La prima persona che incontrò sulla sua strada fu Daigh
Morgan, che la raggiunse non appena l’altro ragazzo se ne fu
andato.
Il
cuore fece una
capriola nel vederlo arrivare.
«
Ciao Daigh »
balbettò,
arrossendo come suo solito.
Il
giovane sorrise
nel vederla così timida. Non gli era mai capitato di
conoscere
adolescenti così esitanti e la cosa lo intrigava sempre di
più. Sentiva il bisogno di provare ogni volta
un’esperienza
diversa e Maiti era quella giusta.
La
ragazza
interpretò quel sorriso come una beffa.

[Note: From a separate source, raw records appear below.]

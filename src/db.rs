use crate::record::{BenchmarkRun, QueryResult};
use rusqlite::{params, Connection, Result};
use std::path::Path;

/// Opens (or creates) the results database at the given path.
///
/// Creates the benchmark_runs and query_results tables if they don't already
/// exist. Returns an open connection ready for use.
pub fn open_or_create(path: &Path) -> Result<Connection> {
    let conn = Connection::open(path)?;

    conn.execute_batch("PRAGMA journal_mode=WAL;")?;

    conn.execute_batch(
        "CREATE TABLE IF NOT EXISTS benchmark_runs (
            id                  INTEGER PRIMARY KEY AUTOINCREMENT,
            instance            TEXT NOT NULL,
            benchmark           TEXT NOT NULL,
            run                 INTEGER NOT NULL,
            started_at          TEXT NOT NULL,
            scale_factor        INTEGER NOT NULL,
            clients             INTEGER NOT NULL,
            threads             INTEGER NOT NULL,
            duration_secs       INTEGER NOT NULL,
            exit_code           INTEGER,
            transaction_type    TEXT,
            transactions        INTEGER,
            failed_transactions INTEGER,
            latency_avg_ms      REAL,
            tps                 REAL,
            output_file         TEXT NOT NULL,
            extra               TEXT
        );

        CREATE TABLE IF NOT EXISTS query_results (
            id           INTEGER PRIMARY KEY AUTOINCREMENT,
            instance     TEXT NOT NULL,
            benchmark    TEXT NOT NULL,
            query        TEXT NOT NULL,
            run          INTEGER NOT NULL,
            started_at   TEXT NOT NULL,
            scale_factor INTEGER NOT NULL,
            elapsed_ms   REAL,
            row_count    INTEGER,
            error        TEXT
        );

        CREATE INDEX IF NOT EXISTS idx_benchmark_runs_scenario ON benchmark_runs(instance, benchmark);
        CREATE INDEX IF NOT EXISTS idx_query_results_scenario ON query_results(instance, benchmark);",
    )?;

    Ok(conn)
}

/// Insert one pgbench repetition. `extra` is a JSON object of user-defined metrics.
pub fn insert_benchmark_run(
    conn: &Connection,
    run: &BenchmarkRun,
    extra: Option<&str>,
) -> Result<i64> {
    conn.execute(
        "INSERT INTO benchmark_runs (
            instance, benchmark, run, started_at, scale_factor, clients, threads,
            duration_secs, exit_code, transaction_type, transactions, failed_transactions,
            latency_avg_ms, tps, output_file, extra
        ) VALUES (?1, ?2, ?3, ?4, ?5, ?6, ?7, ?8, ?9, ?10, ?11, ?12, ?13, ?14, ?15, ?16)",
        params![
            run.instance,
            run.benchmark,
            run.run,
            run.started_at.to_rfc3339(),
            run.scale_factor,
            run.clients,
            run.threads,
            run.duration_secs as i64,
            run.exit_code,
            run.transaction_type,
            run.transactions,
            run.failed_transactions,
            run.latency_avg_ms,
            run.tps,
            run.output_file.display().to_string(),
            extra,
        ],
    )?;
    Ok(conn.last_insert_rowid())
}

/// Insert one query execution.
pub fn insert_query_result(conn: &Connection, result: &QueryResult) -> Result<i64> {
    conn.execute(
        "INSERT INTO query_results (
            instance, benchmark, query, run, started_at, scale_factor, elapsed_ms, row_count, error
        ) VALUES (?1, ?2, ?3, ?4, ?5, ?6, ?7, ?8, ?9)",
        params![
            result.instance,
            result.benchmark,
            result.query,
            result.run,
            result.started_at.to_rfc3339(),
            result.scale_factor,
            result.elapsed_ms,
            result.row_count,
            result.error,
        ],
    )?;
    Ok(conn.last_insert_rowid())
}

/// A stored pgbench repetition, as read back for inspection.
#[cfg(test)]
#[derive(Debug)]
pub struct StoredRun {
    pub run: u32,
    pub exit_code: Option<i32>,
    pub transactions: Option<i64>,
    pub tps: Option<f64>,
    pub extra: Option<String>,
}

/// Repetitions of one scenario in insertion order.
#[cfg(test)]
pub fn benchmark_runs(conn: &Connection, instance: &str, benchmark: &str) -> Result<Vec<StoredRun>> {
    let mut stmt = conn.prepare(
        "SELECT run, exit_code, transactions, tps, extra FROM benchmark_runs
         WHERE instance = ?1 AND benchmark = ?2 ORDER BY id ASC",
    )?;
    let rows = stmt.query_map(params![instance, benchmark], |row| {
        Ok(StoredRun {
            run: row.get(0)?,
            exit_code: row.get(1)?,
            transactions: row.get(2)?,
            tps: row.get(3)?,
            extra: row.get(4)?,
        })
    })?;
    let runs = rows.collect::<Result<Vec<_>>>()?;
    Ok(runs)
}

/// Number of failed query executions recorded for one scenario.
#[cfg(test)]
pub fn count_query_failures(conn: &Connection, instance: &str, benchmark: &str) -> Result<i64> {
    conn.query_row(
        "SELECT COUNT(*) FROM query_results WHERE instance = ?1 AND benchmark = ?2 AND error IS NOT NULL",
        params![instance, benchmark],
        |row| row.get(0),
    )
}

Pensò che
il
suo modo di essere fosse divertente per gli altri e si sentì
a
disagio.
Cerca
di essere
più sicura di te, si
disse.
«
Ottima performance quella di prima »
affermò, strizzando l’occhio.
Questa
volta fu
Daigh Morgan a diventare paonazzo.
«
Oh, sì »
disse, imbarazzato. «
Ho preso male le misure. Cercavo di atterrare un avversario che stava
placcando Bairre, ma ho buttato a terra Bairre stesso ».
«
Non che me ne intenda molto di sport »
commentò Maiti, « ma credevo
che bloccare un avversario che non ha in mano la palla fosse fallo ».
«
Infatti ». Era
sempre più
disagio, ma riusciva a cavarsela ugualmente. «
Avevo previsto che il tizio avrebbe ottenuto la palla; evidentemente
mi sbagliavo ».
Maiti
sorrise. Non
riusciva ancora a credere che Daigh Morgan fosse interessato a lei.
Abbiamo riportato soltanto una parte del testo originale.